Türkischer Vize-Premier gegen Frauen-Lachen
Der türkische Vize-Regierungschef Bülent Arinc will nicht, dass Frauen in der Öffentlichkeit laut lachen. Das vertrage sich ebenso wenig mit dem Wert der Tugendhaftigkeit wie die Zurschaustellung weiblicher Reize, sagte Arinc laut Zeitungsberichten vom Dienstag. Der Regierungssprecher beklagte einen Verfall der Moral in der Türkei. "Wo sind die Mädchen, die leicht errötend die Augen niederschlagen wenn sie uns anschauen, und so zu Symbolen der Sittsamkeit werden?", fragte er.
Arinc sagte, Probleme wie wachsender Drogenkonsum schon bei jungen Menschen sowie Gewalt gegen Frauen seien Zeichen eines moralischen Niedergangs. Fernsehsendungen führten zudem zu einer "Sex-Abhängigkeit" junger Leute. Als Gegenmittel empfahl Arinc den muslimischen Türken die Lektüre des Koran. Die Tugendhaftigkeit sei ein hoher Wert. Männer sollten ihren Frauen treu bleiben, und Frauen sollten in der Öffentlichkeit weder laut lachen noch ihre Attraktivität zeigen.

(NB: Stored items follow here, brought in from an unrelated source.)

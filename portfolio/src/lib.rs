pub mod config;
pub mod debounce;
pub mod menu;
pub mod scroll;
pub mod storage;
pub mod submission;
pub mod theme;

// element identifiers and selectors shared between the rendered document and the
// bindings that look them up again after mount
pub mod ids {
    pub const NAV: &str = "nav";
    pub const NAV_TOGGLE: &str = "navToggle";
    pub const NAV_MENU: &str = "navMenu";
    pub const THEME_TOGGLE: &str = "themeToggle";
    pub const BACK_TO_TOP: &str = "backToTop";
    pub const CONTACT_FORM: &str = "contactForm";
    pub const FORM_STATUS: &str = "formStatus";
    pub const HIDDEN_FRAME: &str = "hiddenFrame";
    pub const HIDDEN_FRAME_NAME: &str = "hidden_iframe";

    pub const NAV_LINKS: &str = ".nav-link";
    pub const ANCHOR_LINKS: &str = "a[href^=\"#\"]";
    pub const SECTIONS: &str = "section[id]";
    pub const MENU_FOCUSABLE: &str = "a, button";
}

// style classes toggled by the bindings
pub mod classes {
    pub const ACTIVE: &str = "active";
    pub const SCROLLED: &str = "scrolled";
    pub const VISIBLE: &str = "visible";
    pub const REVEAL_PENDING: &str = "reveal-pending";
    pub const REVEALED: &str = "revealed";
}
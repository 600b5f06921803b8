use constcat::concat;

mod components;
mod variables;

pub use components::{CONTACT_STYLES, NAV_STYLES, SECTION_STYLES};
pub use variables::CSS_VARIABLES;

pub const PAGE_STYLES: &str = concat!(
    r#"
/* Global resets and base styles */
* {
  margin: 0;
  padding: 0;
  box-sizing: border-box;
}

html {
  scroll-behavior: auto;
}

body {
  font-family: system-ui, -apple-system, BlinkMacSystemFont, 'Segoe UI', Roboto, Oxygen, Ubuntu, Cantarell, sans-serif;
  color: var(--text-primary);
  background-color: var(--background);
  line-height: 1.6;
  transition: background-color var(--transition), color var(--transition);
}

a {
  color: var(--primary);
  text-decoration: none;
}
"#,
    CSS_VARIABLES,
    NAV_STYLES,
    SECTION_STYLES,
    CONTACT_STYLES
);
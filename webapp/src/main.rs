#![allow(non_snake_case)]
use std::{cell::RefCell, rc::Rc};

use dioxus::prelude::*;

use tracing::{Level, error};

use portfolio::config::UiConfig;

mod common;

mod components;
use components::{
    back_to_top::BackToTop,
    contact::Contact,
    navigation::NavBar,
    sections::{About, Experience, Hero, Projects, Skills},
};

mod content;

mod ui;
use ui::UiContext;

// tuning is baked in at build time; a bad file should cost the tuning, not the page
const UI_CONFIG: &str = include_str!("../ui.toml");

fn load_config() -> UiConfig {
    UiConfig::from_toml_str(UI_CONFIG).unwrap_or_else(|err| {
        error!("failed to parse ui.toml, using defaults: {err}");
        UiConfig::default()
    })
}

fn main() {
    dioxus_logger::init(Level::DEBUG).expect("failed to init logger");
    launch(App);
}

#[component]
pub fn App() -> Element {
    let config = use_hook(load_config);
    use_context_provider(|| config.clone());

    // the theme is resolved here, during the first render, so the attribute is in
    // place before anything paints; listeners wait for the rendered document
    let context = use_hook(|| Rc::new(RefCell::new(UiContext::new(&config))));

    {
        let context = context.clone();
        use_effect(move || context.borrow_mut().bind());
    }
    use_drop(move || context.borrow_mut().teardown());

    rsx! {
        style { "{common::style::PAGE_STYLES}" }
        NavBar {}
        main {
            Hero {}
            About {}
            Skills {}
            Projects {}
            Experience {}
            Contact {}
        }
        BackToTop {}
    }
}
use dioxus::prelude::*;

use portfolio::{config::UiConfig, ids};

use crate::content::CONTACT_CARDS;

// the form posts into a hidden frame so the page never navigates away; the ui
// context watches that frame's load event to learn the post finished
#[component]
pub fn Contact() -> Element {
    let config = use_context::<UiConfig>();

    rsx! {
        section { id: "contact",
            h2 { class: "section-title", "Contact" }

            div { class: "card-grid",
                for card in CONTACT_CARDS {
                    a { key: "{card.label}", class: "contact-card", href: card.href,
                        h3 { "{card.label}" }
                        p { "{card.value}" }
                    }
                }
            }

            form {
                id: ids::CONTACT_FORM,
                class: "contact-form",
                action: config.form_action.clone(),
                method: "POST",
                "target": ids::HIDDEN_FRAME_NAME,
                input { r#type: "text", name: "name", placeholder: "Your name", required: true }
                input { r#type: "email", name: "email", placeholder: "Your email", required: true }
                textarea { name: "message", rows: "5", placeholder: "Your message", required: true }
                button { class: "btn btn-primary", r#type: "submit", "Send message" }
                p { id: ids::FORM_STATUS, class: "form-status", "aria-live": "polite" }
            }

            iframe {
                id: ids::HIDDEN_FRAME,
                "name": ids::HIDDEN_FRAME_NAME,
                title: "form submission target",
                style: "display: none;",
            }
        }
    }
}
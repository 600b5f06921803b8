use std::collections::HashMap;

use anyhow::Result;
use tracing::{debug, warn};

// PreferenceStore
//
// the durable key-value capability the page persists into.  implementations are
// allowed to fail (quota, privacy mode, no window at all); callers go through
// Preferences below, which never lets those failures escape
pub trait PreferenceStore {
    fn get(&self, key: &str) -> Result<Option<String>>;

    fn set(&mut self, key: &str, value: &str) -> Result<()>;
}

// Preferences
//
// wraps a store with a key prefix and a session overlay.  every write lands in the
// overlay, and the overlay answers reads before the store does, so a write the
// store rejected is still what the rest of the session sees
#[derive(Debug)]
pub struct Preferences<S: PreferenceStore> {
    store: S,
    prefix: String,
    session: HashMap<String, String>,
}

impl<S: PreferenceStore> Preferences<S> {
    pub fn new(store: S, prefix: &str) -> Self {
        Preferences {
            store,
            prefix: prefix.to_owned(),
            session: HashMap::new(),
        }
    }

    fn full_key(&self, key: &str) -> String {
        format!("{}{}", self.prefix, key)
    }

    pub fn get(&self, key: &str) -> Option<String> {
        let full_key = self.full_key(key);

        if let Some(value) = self.session.get(&full_key) {
            return Some(value.clone());
        }

        match self.store.get(&full_key) {
            Ok(value) => value,
            Err(err) => {
                debug!("preference read for {full_key} failed: {err}");
                None
            }
        }
    }

    pub fn set(&mut self, key: &str, value: &str) {
        let full_key = self.full_key(key);

        if let Err(err) = self.store.set(&full_key, value) {
            warn!("preference write for {full_key} failed, keeping it for this session: {err}");
        }

        self.session.insert(full_key, value.to_owned());
    }

    #[cfg(test)]
    pub(crate) fn store(&self) -> &S {
        &self.store
    }
}

// MemoryStore
//
// plain in-memory store for host tests; can be told to fail so the fallback path
// gets exercised
#[cfg(test)]
#[derive(Clone, Debug, Default)]
pub(crate) struct MemoryStore {
    values: HashMap<String, String>,
    unavailable: bool,
}

#[cfg(test)]
impl MemoryStore {
    pub(crate) fn new() -> Self {
        MemoryStore::default()
    }

    pub(crate) fn unavailable() -> Self {
        MemoryStore {
            values: HashMap::new(),
            unavailable: true,
        }
    }

    pub(crate) fn with_value(mut self, key: &str, value: &str) -> Self {
        self.values.insert(key.to_owned(), value.to_owned());
        self
    }

    pub(crate) fn raw(&self, key: &str) -> Option<&str> {
        self.values.get(key).map(String::as_str)
    }
}

#[cfg(test)]
impl PreferenceStore for MemoryStore {
    fn get(&self, key: &str) -> Result<Option<String>> {
        if self.unavailable {
            return Err(anyhow::Error::msg("storage unavailable"));
        }

        Ok(self.values.get(key).cloned())
    }

    fn set(&mut self, key: &str, value: &str) -> Result<()> {
        if self.unavailable {
            return Err(anyhow::Error::msg("storage unavailable"));
        }

        self.values.insert(key.to_owned(), value.to_owned());
        Ok(())
    }
}

#[cfg(test)]
mod tests {
    use super::*;

    #[test]
    fn keys_are_prefixed() {
        let mut prefs = Preferences::new(MemoryStore::new(), "portfolio_");

        prefs.set("theme", "dark");

        assert_eq!(prefs.store().raw("portfolio_theme"), Some("dark"));
        assert_eq!(prefs.get("theme").as_deref(), Some("dark"));
    }

    #[test]
    fn missing_key_reads_as_none() {
        let prefs = Preferences::new(MemoryStore::new(), "portfolio_");

        assert_eq!(prefs.get("theme"), None);
    }

    #[test]
    fn unavailable_storage_falls_back_to_session() {
        let mut prefs = Preferences::new(MemoryStore::unavailable(), "portfolio_");

        assert_eq!(prefs.get("theme"), None);

        prefs.set("theme", "light");

        assert_eq!(prefs.get("theme").as_deref(), Some("light"));
        assert_eq!(prefs.store().raw("portfolio_theme"), None);
    }

    // reads work, writes are rejected (a full quota)
    struct FullStore(MemoryStore);

    impl PreferenceStore for FullStore {
        fn get(&self, key: &str) -> Result<Option<String>> {
            self.0.get(key)
        }

        fn set(&mut self, _key: &str, _value: &str) -> Result<()> {
            Err(anyhow::Error::msg("quota exceeded"))
        }
    }

    #[test]
    fn rejected_write_shadows_stored_value() {
        let store = FullStore(MemoryStore::new().with_value("p_theme", "dark"));
        let mut prefs = Preferences::new(store, "p_");

        assert_eq!(prefs.get("theme").as_deref(), Some("dark"));

        prefs.set("theme", "light");

        assert_eq!(prefs.get("theme").as_deref(), Some("light"));
        assert_eq!(prefs.store().0.raw("p_theme"), Some("dark"));
    }
}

Der Vize-Regierungschef kritisierte auch einen angeblichen Hang von Frauen zu "stundenlangen" Gesprächen am Handy. Dabei würden Kochrezepte ausgetauscht und Klatschgeschichten erzählt. Frauen sollten sich solche Gespräche für persönliche Treffen aufsparen.
Protest
Die Türkinnen ließen die Forderungen Arincs nicht unbeantwortet: Die Fernsehjournalistin Banu Güven rief zu wöchentlichen Lach-Kundgebungen von Frauen auf. Im Internet luden die Menschen hunderte Fotos lachender Türkinnen hoch und beschimpften den Politiker als Sittenwächter. Der Kandidat der großen Oppositionsparteien für die Präsidentschaftswahl am 10. August, Ekmeleddin Ihsanoglu, wies Arincs Äußerungen ebenfalls scharf zurück. Nichts brauche die Türkei so sehr wie das fröhliche Lachen von Frauen, erklärte Ihsanoglu im Internetportal Twitter. Ihsanoglu tritt bei der Präsidentenwahl gegen den als haushohen Favoriten geltenden Ministerpräsidenten Recep Tayyip Erdogan an. Dieser hatte ja selbst in den vergangenen Jahren die Angst vor einer Islamisierung der Türkei angefacht - etwa durch Alkoholwerbeverbote, Vorschläge für die Bestrafung des Ehebruchs und mit seinem Auftreten gegen gemeinsame Studentenwohnheime für Frauen und Männer.